Carpenter’s Shelter supports the homeless in achieving sustainable independence through shelter, guidance, education, and advocacy. Meeting House volunteers provide and serve resident dinners on the fourth Sunday of even months each year. Volunteers deliver a ready-to-serve evening meal and stay to serve and cleanup.
- Primary Contact: Atilla Kocsis
- Get Involved: More volunteers are needed to help provide meals.
Meals on Wheels is a national program offering two meals daily to homebound people, primarily seniors. The Meeting House delivers meals on ten routes the fourth Friday of each month. This is a very rewarding and easy way to help seniors stay in their own homes. Volunteers meet at Jeffrey’s catering around 9:30 AM on the 4th Friday of every month. Working in teams of two, they deliver the meals in 2 hours or less.
- Primary Contact: Lynn Eiseman
- Get Involved: Volunteers meet at Jeffrey’s catering around 9:30 AM on the 4th Friday of every month. Working in teams of two, they deliver the meals in 2 hours or less. Volunteers form bonds with some long-term recipients or with their caregivers. Can’t come every month? No problem-other volunteers take your place when you aren’t available.
Open Table is just that, an open table for anyone in the community seeking breakfast and fellowship on Thursday mornings. We served our first breakfast in August 2013 in Heritage Hall with food prepared and served by volunteers and have welcomed guests every week since then from 6:00–8:00 AM. Donated time, food, and supplies support our program.
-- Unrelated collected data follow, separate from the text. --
//! `keyroster-auth` — authentication boundary against an external OpenID provider.
//!
//! This crate is intentionally decoupled from the HTTP server: it validates
//! bearer tokens, talks to the provider (discovery, JWKS, token exchange,
//! userinfo) and keeps login-flow state. Routing lives in `keyroster-api`.

pub mod claims;
pub mod client;
pub mod discovery;
pub mod error;
pub mod jwks;
pub mod jwt;
pub mod principal;
pub mod session;

pub use claims::{validate_claims, JwtClaims, TokenValidationError};
pub use client::{AuthorizationRequest, ClientRegistration, OAuth2Client, TokenResponse};
pub use discovery::ProviderMetadata;
pub use error::AuthError;
pub use jwks::{Jwk, JwkSet, JwksClient};
pub use jwt::{Hs256JwtValidator, JwksJwtValidator, JwtValidator};
pub use principal::{AuthMethod, Principal};
pub use session::{
    AuthorizedClientStore, LoginSession, PendingAuthorization, SessionError, SessionStore,
    SessionTokens,
};
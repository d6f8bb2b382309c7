//! Unauthenticated content: landing page, static assets, API docs.

use axum::{
    extract::Path,
    http::{header, StatusCode},
    response::{Html, IntoResponse, Response},
    routing::get,
    Json, Router,
};
use serde_json::{json, Value};

use crate::app::errors;

const LANDING_PAGE: &str = r#"<!doctype html>
<html lang="en">
<head>
  <meta charset="utf-8">
  <title>Employee directory</title>
  <link rel="stylesheet" href="/public/style.css">
</head>
<body>
  <h1>Employee directory</h1>
  <p>The employee API lives under <code>/api/v1/employees</code> and needs a login or a bearer token.</p>
  <ul>
    <li><a href="/api/v1/employees">Browse employees</a> (starts a login when needed)</li>
    <li><a href="/swagger-ui.html">API documentation</a></li>
    <li><a href="/logout">Log out</a></li>
  </ul>
</body>
</html>
"#;

const SWAGGER_UI_PAGE: &str = r##"<!doctype html>
<html lang="en">
<head>
  <meta charset="utf-8">
  <title>Employee API docs</title>
  <link rel="stylesheet" href="https://unpkg.com/swagger-ui-dist@5/swagger-ui.css">
</head>
<body>
  <div id="swagger-ui"></div>
  <script src="https://unpkg.com/swagger-ui-dist@5/swagger-ui-bundle.js"></script>
  <script>
    window.ui = SwaggerUIBundle({ configUrl: "/v3/api-docs/swagger-config", dom_id: "#swagger-ui" });
  </script>
</body>
</html>
"##;

/// Files served under `/public/`.
const ASSETS: &[(&str, &str, &str)] = &[
    (
        "style.css",
        "text/css; charset=utf-8",
        "body { font-family: sans-serif; margin: 2rem auto; max-width: 40rem; }\n",
    ),
    ("robots.txt", "text/plain; charset=utf-8", "User-agent: *\nDisallow: /api/\n"),
];

pub fn router() -> Router {
    Router::new()
        .route("/", get(landing))
        .route("/public/*path", get(asset))
        .route("/swagger-ui.html", get(swagger_ui))
        .route("/v3/api-docs", get(api_docs))
        .route("/v3/api-docs/swagger-config", get(swagger_config))
}

pub async fn landing() -> Html<&'static str> {
    Html(LANDING_PAGE)
}

pub async fn asset(Path(path): Path<String>) -> Response {
    match ASSETS.iter().find(|(name, _, _)| *name == path) {
        Some((_, content_type, body)) => ([(header::CONTENT_TYPE, *content_type)], *body).into_response(),
        None => errors::json_error(StatusCode::NOT_FOUND, "not_found", format!("no public asset '{path}'")),
    }
}

pub async fn swagger_ui() -> Html<&'static str> {
    Html(SWAGGER_UI_PAGE)
}

pub async fn swagger_config() -> Json<Value> {
    Json(json!({ "url": "/v3/api-docs" }))
}

pub async fn api_docs() -> Json<Value> {
    Json(openapi_document())
}

fn id_parameter() -> Value {
    json!({
        "name": "id",
        "in": "path",
        "required": true,
        "schema": { "type": "integer", "format": "int64", "minimum": 1 }
    })
}

fn json_response(description: &str, schema: Value) -> Value {
    json!({
        "description": description,
        "content": { "application/json": { "schema": schema } }
    })
}

/// OpenAPI 3 description of the employee and login endpoints.
pub fn openapi_document() -> Value {
    let employee = json!({ "$ref": "#/components/schemas/Employee" });
    let nullable_employee = json!({ "allOf": [employee.clone()], "nullable": true });
    let body = json!({
        "required": true,
        "content": { "application/json": { "schema": employee.clone() } }
    });

    json!({
        "openapi": "3.0.3",
        "info": {
            "title": "Employee API",
            "version": env!("CARGO_PKG_VERSION")
        },
        "paths": {
            "/api/v1/employees": {
                "get": {
                    "summary": "List employees",
                    "responses": {
                        "200": json_response("All employees", json!({ "type": "array", "items": employee.clone() }))
                    }
                },
                "post": {
                    "summary": "Create an employee; any id in the body is ignored",
                    "requestBody": body.clone(),
                    "responses": { "200": json_response("Created employee", employee.clone()) }
                }
            },
            "/api/v1/employees/{id}": {
                "parameters": [id_parameter()],
                "get": {
                    "summary": "Get one employee",
                    "responses": { "200": json_response("The employee, or null when missing", nullable_employee.clone()) }
                },
                "put": {
                    "summary": "Replace an employee",
                    "requestBody": body,
                    "responses": { "200": json_response("The updated employee, or null when missing", nullable_employee) }
                },
                "delete": {
                    "summary": "Delete an employee",
                    "responses": {
                        "200": json_response("Outcome message", json!({
                            "type": "object",
                            "properties": {
                                "message": { "type": "string" },
                                "error": { "type": "string" }
                            }
                        }))
                    }
                }
            },
            "/api/v1/auth/success": {
                "get": {
                    "summary": "Result of a completed browser login",
                    "responses": {
                        "200": json_response("Access token and identity claims", json!({
                            "type": "object",
                            "properties": {
                                "message": { "type": "string" },
                                "access_token": { "type": "string" },
                                "user": { "type": "object", "additionalProperties": true }
                            }
                        })),
                        "401": { "description": "No login session" }
                    }
                }
            }
        },
        "components": {
            "schemas": {
                "Employee": {
                    "type": "object",
                    "properties": {
                        "id": { "type": "integer", "format": "int64", "readOnly": true },
                        "name": { "type": "string", "nullable": true }
                    },
                    "additionalProperties": true
                }
            },
            "securitySchemes": {
                "bearerAuth": { "type": "http", "scheme": "bearer", "bearerFormat": "JWT" }
            }
        },
        "security": [{ "bearerAuth": [] }]
    })
}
- Primary Contact: Susan Grandy
- Get Involved: Open Table is an outdoor breakfast in our courtyard. Please contact Susan if you would like to donate food and supplies or are interested in future volunteering.
AA groups meet six days a week in our Flounder House building’s Westminster Hall for those who have a desire to stop drinking. To learn more about meeting times and types of meetings held, please visit the Washington Area Integroup Association website.
The Community Coalition for Haiti and the Meeting House have partnered in service projects in Haiti for three decades. Volunteer efforts have included training in Cholera prevention and mentoring teachers and principals in their schools.
2021 Annual Report
2022 Video Thank You!
- Primary Contacts: John and Lee Klousia
The Meeting House supports two partnerships in Kenya. The first, Moi’s Bridge United Orphanage & Academy, cares for orphaned and vulnerable children. The Meeting House provides financial support for secondary school and college, career counseling, construction and maintenance of dormitories, food, and clothes. Learn more about the Moi’s Bridge United Orphanage & Academy through this video.
The second program is the Presbyterian Children’s Program in the village of Njoro. The Meeting House supports the Saturday program for orphans and vulnerable children, which provides tutoring, school supplies, food for children to take home, career counseling, and financial support for secondary education and college.
- Primary Contact: Rhonda O’Bannon
The Presbyterian Education Board in Pakistan provides quality education rooted in Christian values to all children and youth regardless of race or religion at an affordable cost.
- Primary Contacts: Ellen and Dave Smith
Rise Against Hunger is an international hunger-relief agency that distributes food and other lifesaving aid to children and families in countries all over the world. OPMH hosts two meal-packing events annually after worship services assembling 10,000 meals for distribution worldwide.
- Primary Contact: Larry Williams
- Get Involved: Check back for our next serving opportunity.

“And the king will answer them, ‘Truly I tell you, just as you did it to the least of these who are members of my family, you did it to me.”